__Activity__.
Show every line from the entries that follow which holds the word "PayloadTooLarge".

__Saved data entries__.
--- START ---

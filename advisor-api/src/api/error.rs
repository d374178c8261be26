//! Caller-facing error taxonomy
//!
//! Every non-streaming failure is serialized as `{error, error_id}`
//! where `error_id` is a short correlation token. Internal detail is
//! logged server-side keyed by that id and never reaches the caller.

use axum::http::StatusCode;
use axum::response::{IntoResponse, Response};
use axum::Json;
use serde_json::json;
use tracing::{error, warn};
use uuid::Uuid;

/// 8-character uppercase hex correlation token, unique per failure.
pub fn new_error_id() -> String {
    Uuid::new_v4().simple().to_string()[..8].to_uppercase()
}

/// API error taxonomy with a fixed status mapping.
#[derive(Debug)]
pub enum ApiError {
    /// Caller input malformed or missing (400)
    Validation(String),
    /// Unknown, expired, corrupt, or absent token (401)
    Authentication(String),
    /// No matching session or entity (404)
    NotFound(String),
    /// Request body over the configured cap (413)
    PayloadTooLarge(String),
    /// Too many requests from one client (429)
    RateLimited,
    /// Dependency misconfigured or down, or an unexpected internal
    /// failure (500). `message` is shown to the caller; `detail` is
    /// only logged.
    Service { message: String, detail: String },
}

impl ApiError {
    /// Generic 500 wrapping an internal error whose text must not leak.
    pub fn internal(detail: impl std::fmt::Display) -> Self {
        Self::Service {
            message: "Internal server error, please try again later".to_string(),
            detail: detail.to_string(),
        }
    }
}

impl From<advisor_common::Error> for ApiError {
    fn from(e: advisor_common::Error) -> Self {
        ApiError::internal(e)
    }
}

impl IntoResponse for ApiError {
    fn into_response(self) -> Response {
        let error_id = new_error_id();

        let (status, message) = match self {
            ApiError::Validation(message) => {
                warn!("[{error_id}] validation error: {message}");
                (StatusCode::BAD_REQUEST, message)
            }
            ApiError::Authentication(message) => {
                warn!("[{error_id}] authentication error: {message}");
                (StatusCode::UNAUTHORIZED, message)
            }
            ApiError::NotFound(message) => {
                warn!("[{error_id}] not found: {message}");
                (StatusCode::NOT_FOUND, message)
            }
            ApiError::PayloadTooLarge(message) => {
                warn!("[{error_id}] payload too large: {message}");
                (StatusCode::PAYLOAD_TOO_LARGE, message)
            }
            ApiError::RateLimited => {
                warn!("[{error_id}] rate limit exceeded");
                (
                    StatusCode::TOO_MANY_REQUESTS,
                    "Too many requests, please try again later".to_string(),
                )
            }
            ApiError::Service { message, detail } => {
                error!("[{error_id}] service error: {detail}");
                (StatusCode::INTERNAL_SERVER_ERROR, message)
            }
        };

        let body = Json(json!({
            "error": message,
            "error_id": error_id,
        }));

        (status, body).into_response()
    }
}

--- END ---

__Result below__.
    PayloadTooLarge(String),
            ApiError::PayloadTooLarge(message) => {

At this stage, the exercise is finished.